Kelso Dunes, part of the larger Mojave National Preserve in the desert of Southern California, is the largest field of eolian sand deposits in the Mojave Desert. The largest dune to the far right is around 650 feet tall!
The intensely bright zodiacal light in the center right of this image was amazing to see in person. It looks like some kind of man-made searchlight, but it is actually sunlight scattered by interplanetary dust in the zodiacal cloud along the ecliptic path (the line in the night sky that the planets roughly travel in the solar system disk).
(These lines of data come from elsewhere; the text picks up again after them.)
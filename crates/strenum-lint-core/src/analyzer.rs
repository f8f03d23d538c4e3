//! Core analyzer for orchestrating lint execution over Python files.

use crate::config::Config;
use crate::context::FileContext;
use crate::rule::{Rule, RuleBox, RuleError};
use crate::types::{LintResult, Violation};

use std::path::{Path, PathBuf};
use thiserror::Error;
use tracing::{debug, info, warn};

/// Errors that can occur during analysis.
#[derive(Debug, Error)]
pub enum AnalyzerError {
    /// IO error reading files.
    #[error("IO error: {0}")]
    Io(#[from] std::io::Error),

    /// Failed to construct the Python parser.
    #[error("Parser error: {0}")]
    Parser(String),

    /// Error parsing a Python source file.
    #[error("Parse error in {path}: {message}")]
    Parse {
        /// Path to the file that failed to parse.
        path: PathBuf,
        /// Parse error message.
        message: String,
    },

    /// A rule hit a structurally invalid tree.
    #[error("Rule error in {path}: {source}")]
    Rule {
        /// Path to the file being checked.
        path: PathBuf,
        /// Underlying rule error.
        source: RuleError,
    },

    /// File discovery error.
    #[error("Discovery error: {0}")]
    Discovery(#[from] ignore::Error),

    /// Configuration error.
    #[error("Configuration error: {0}")]
    Config(#[from] crate::config::ConfigError),
}

/// Parses Python source text into a Tree-sitter tree.
///
/// # Errors
///
/// Returns [`AnalyzerError::Parser`] if the Python grammar cannot be
/// loaded or the parser yields no tree.
pub fn parse_python(source: &str) -> Result<tree_sitter::Tree, AnalyzerError> {
    let mut parser = tree_sitter::Parser::new();
    parser
        .set_language(&tree_sitter_python::LANGUAGE.into())
        .map_err(|e| AnalyzerError::Parser(e.to_string()))?;
    parser
        .parse(source, None)
        .ok_or_else(|| AnalyzerError::Parser("parser produced no tree".to_string()))
}

/// Builder for configuring an [`Analyzer`].
#[derive(Default)]
pub struct AnalyzerBuilder {
    root: Option<PathBuf>,
    rules: Vec<RuleBox>,
    exclude_patterns: Vec<String>,
    config: Option<Config>,
    fail_on_parse_error: bool,
}

impl AnalyzerBuilder {
    /// Creates a new builder with default settings.
    #[must_use]
    pub fn new() -> Self {
        Self::default()
    }

    /// Sets the root path to analyze (directory or single file).
    #[must_use]
    pub fn root(mut self, path: impl Into<PathBuf>) -> Self {
        self.root = Some(path.into());
        self
    }

    /// Adds a per-file rule to the analyzer.
    #[must_use]
    pub fn rule<R: Rule + 'static>(mut self, rule: R) -> Self {
        self.rules.push(Box::new(rule));
        self
    }

    /// Adds a boxed per-file rule to the analyzer.
    #[must_use]
    pub fn rule_box(mut self, rule: RuleBox) -> Self {
        self.rules.push(rule);
        self
    }

    /// Adds an exclude glob pattern.
    #[must_use]
    pub fn exclude(mut self, pattern: impl Into<String>) -> Self {
        self.exclude_patterns.push(pattern.into());
        self
    }

    /// Sets the configuration.
    #[must_use]
    pub fn config(mut self, config: Config) -> Self {
        self.config = Some(config);
        self
    }

    /// Sets whether a file with syntax errors aborts the run (default: false,
    /// such files are skipped with a warning).
    #[must_use]
    pub fn fail_on_parse_error(mut self, fail: bool) -> Self {
        self.fail_on_parse_error = fail;
        self
    }

    /// Builds the analyzer.
    ///
    /// # Errors
    ///
    /// Returns an error if the current directory cannot be resolved.
    pub fn build(self) -> Result<Analyzer, AnalyzerError> {
        let root = self
            .root
            .or_else(|| self.config.as_ref().map(|c| c.analyzer.root.clone()))
            .unwrap_or_else(|| PathBuf::from("."));

        let root = if root.is_absolute() {
            root
        } else {
            std::env::current_dir()?.join(&root)
        };

        let mut exclude_patterns = self.exclude_patterns;
        if let Some(ref config) = self.config {
            exclude_patterns.extend(config.analyzer.exclude.clone());
        }

        Ok(Analyzer {
            root,
            rules: self.rules,
            exclude_patterns,
            config: self.config.unwrap_or_default(),
            fail_on_parse_error: self.fail_on_parse_error,
        })
    }
}

/// The main analyzer that orchestrates lint execution.
///
/// Use [`Analyzer::builder()`] to construct an instance. Each analyzer
/// holds no cross-file state, so callers may run one instance per file in
/// parallel if they wish.
pub struct Analyzer {
    root: PathBuf,
    rules: Vec<RuleBox>,
    exclude_patterns: Vec<String>,
    config: Config,
    fail_on_parse_error: bool,
}

impl Analyzer {
    /// Creates a new builder for configuring an analyzer.
    #[must_use]
    pub fn builder() -> AnalyzerBuilder {
        AnalyzerBuilder::new()
    }

    /// Returns the root path being analyzed.
    #[must_use]
    pub fn root(&self) -> &Path {
        &self.root
    }

    /// Returns the number of registered rules.
    #[must_use]
    pub fn rule_count(&self) -> usize {
        self.rules.len()
    }

    /// Analyzes all files and returns the results.
    ///
    /// Files are visited in sorted path order; within each file, violations
    /// keep the order the rule emitted them in. No re-sorting happens here:
    /// the diagnostic sequence is part of the rule contract.
    ///
    /// # Errors
    ///
    /// Returns an error if discovery fails, a rule reports a malformed
    /// tree, or (with `fail_on_parse_error`) a file cannot be parsed.
    pub fn analyze(&self) -> Result<LintResult, AnalyzerError> {
        info!("Starting analysis at {:?}", self.root);

        let mut result = LintResult::new();
        let files = self.discover_files()?;

        info!("Found {} files to analyze", files.len());

        for file_path in &files {
            match self.analyze_file(file_path) {
                Ok(violations) => {
                    result.violations.extend(violations);
                    result.files_checked += 1;
                }
                Err(AnalyzerError::Parse { path, message }) => {
                    warn!("Failed to parse {}: {}", path.display(), message);
                    if self.fail_on_parse_error {
                        return Err(AnalyzerError::Parse { path, message });
                    }
                }
                Err(e) => return Err(e),
            }
        }

        info!(
            "Analysis complete: {} violations in {} files",
            result.violations.len(),
            result.files_checked
        );

        Ok(result)
    }

    /// Analyzes a single file and returns its violations.
    fn analyze_file(&self, path: &Path) -> Result<Vec<Violation>, AnalyzerError> {
        debug!("Analyzing: {}", path.display());

        let content = std::fs::read_to_string(path)?;
        let tree = parse_python(&content)?;

        if tree.root_node().has_error() {
            return Err(AnalyzerError::Parse {
                path: path.to_path_buf(),
                message: "source contains syntax errors".to_string(),
            });
        }

        let root = if self.root.is_file() {
            self.root.parent().unwrap_or(&self.root)
        } else {
            &self.root
        };
        let ctx = FileContext::new(path, &content, root);
        let mut violations = Vec::new();

        for rule in &self.rules {
            if !self.config.is_rule_enabled(rule.name()) {
                debug!("Skipping disabled rule: {}", rule.name());
                continue;
            }

            let rule_violations =
                rule.check(&ctx, &tree)
                    .map_err(|source| AnalyzerError::Rule {
                        path: path.to_path_buf(),
                        source,
                    })?;
            let rule_violations = self.apply_severity_override(rule.name(), rule_violations);
            violations.extend(rule_violations);
        }

        Ok(violations)
    }

    /// Applies severity overrides from configuration.
    fn apply_severity_override(
        &self,
        rule_name: &str,
        mut violations: Vec<Violation>,
    ) -> Vec<Violation> {
        if let Some(severity) = self.config.rule_severity(rule_name) {
            for v in &mut violations {
                v.severity = severity;
            }
        }
        violations
    }

    /// Discovers all Python source files to analyze.
    ///
    /// A file root yields exactly that file; a directory root is walked
    /// gitignore-aware.
    fn discover_files(&self) -> Result<Vec<PathBuf>, AnalyzerError> {
        if self.root.is_file() {
            return Ok(vec![self.root.clone()]);
        }

        let mut builder = ignore::WalkBuilder::new(&self.root);
        builder
            .hidden(false)
            .git_ignore(self.config.analyzer.respect_gitignore);

        let mut files = Vec::new();
        for entry in builder.build() {
            let entry = entry?;
            let path = entry.path();

            if !path.is_file() {
                continue;
            }
            if path.extension().and_then(|e| e.to_str()) != Some("py") {
                continue;
            }
            if self.should_exclude(path) {
                debug!("Excluding: {}", path.display());
                continue;
            }

            files.push(path.to_path_buf());
        }

        files.sort();
        Ok(files)
    }

    /// Checks if a path should be excluded.
    fn should_exclude(&self, path: &Path) -> bool {
        let path_str = path.to_string_lossy();

        for pattern in &self.exclude_patterns {
            if let Ok(glob_pattern) = glob::Pattern::new(pattern) {
                if glob_pattern.matches(&path_str) {
                    return true;
                }
            }

            // Also check as substring for patterns like "**/__pycache__/**"
            let normalized_pattern = pattern.replace("**", "");
            if !normalized_pattern.is_empty() && path_str.contains(&normalized_pattern) {
                return true;
            }
        }

        false
    }
}

#[cfg(test)]
mod tests {
    use super::*;
    use std::fs;

    #[test]
    fn builder_defaults() {
        let analyzer = Analyzer::builder()
            .root(".")
            .exclude("**/__pycache__/**")
            .build()
            .expect("Failed to build analyzer");

        assert!(analyzer.root().exists());
        assert_eq!(analyzer.rule_count(), 0);
    }

    #[test]
    fn exclude_patterns_match() {
        let analyzer = Analyzer::builder()
            .root(".")
            .exclude("**/__pycache__/**")
            .exclude("**/.venv/**")
            .build()
            .expect("Failed to build analyzer");

        assert!(analyzer.should_exclude(Path::new("/foo/__pycache__/mod.py")));
        assert!(analyzer.should_exclude(Path::new("/foo/.venv/lib/site.py")));
        assert!(!analyzer.should_exclude(Path::new("/foo/src/models.py")));
    }

    #[test]
    fn discovers_only_python_files() {
        let dir = tempfile::tempdir().expect("tempdir");
        fs::write(dir.path().join("a.py"), "x = 1\n").expect("write");
        fs::write(dir.path().join("b.txt"), "not python\n").expect("write");
        fs::create_dir(dir.path().join("sub")).expect("mkdir");
        fs::write(dir.path().join("sub/c.py"), "y = 2\n").expect("write");

        let analyzer = Analyzer::builder()
            .root(dir.path())
            .build()
            .expect("build");
        let files = analyzer.discover_files().expect("discover");

        assert_eq!(files.len(), 2);
        assert!(files.iter().all(|f| f.extension().is_some_and(|e| e == "py")));
    }

    #[test]
    fn file_root_yields_single_file() {
        let dir = tempfile::tempdir().expect("tempdir");
        let file = dir.path().join("only.py");
        fs::write(&file, "x = 1\n").expect("write");

        let analyzer = Analyzer::builder().root(&file).build().expect("build");
        let files = analyzer.discover_files().expect("discover");
        assert_eq!(files, vec![file]);
    }

    #[test]
    fn syntax_error_is_skipped_by_default() {
        let dir = tempfile::tempdir().expect("tempdir");
        fs::write(dir.path().join("bad.py"), "class (:::\n").expect("write");

        let analyzer = Analyzer::builder()
            .root(dir.path())
            .build()
            .expect("build");
        let result = analyzer.analyze().expect("analyze");
        assert_eq!(result.files_checked, 0);
        assert!(result.violations.is_empty());
    }

    #[test]
    fn syntax_error_fails_when_configured() {
        let dir = tempfile::tempdir().expect("tempdir");
        fs::write(dir.path().join("bad.py"), "class (:::\n").expect("write");

        let analyzer = Analyzer::builder()
            .root(dir.path())
            .fail_on_parse_error(true)
            .build()
            .expect("build");
        let err = analyzer.analyze().expect_err("should fail");
        assert!(matches!(err, AnalyzerError::Parse { .. }));
    }

    #[test]
    fn parse_python_produces_tree() {
        let tree = parse_python("x = 1\n").expect("parse");
        assert_eq!(tree.root_node().kind(), "module");
        assert!(!tree.root_node().has_error());
    }
}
Because of angular momentum, when the loosely collected dust cloud that was our early solar system started to spin it eventually flattened into the disk or plane that exists now.
Above the dune landscape and being perceptively pierced by the zodiacal light is the setting winter Milky Way. This part of our home galaxy contains the very recognizable Orion constellation, as well as the Pleiades star cluster, California Nebula, Auriga nebulae, and Heart and Soul nebulae. Lesser viewed in the northern skies are the Seagull Nebula in the left portion of this image, and even further left are the faint and dispersed red clouds of the Gum Nebula.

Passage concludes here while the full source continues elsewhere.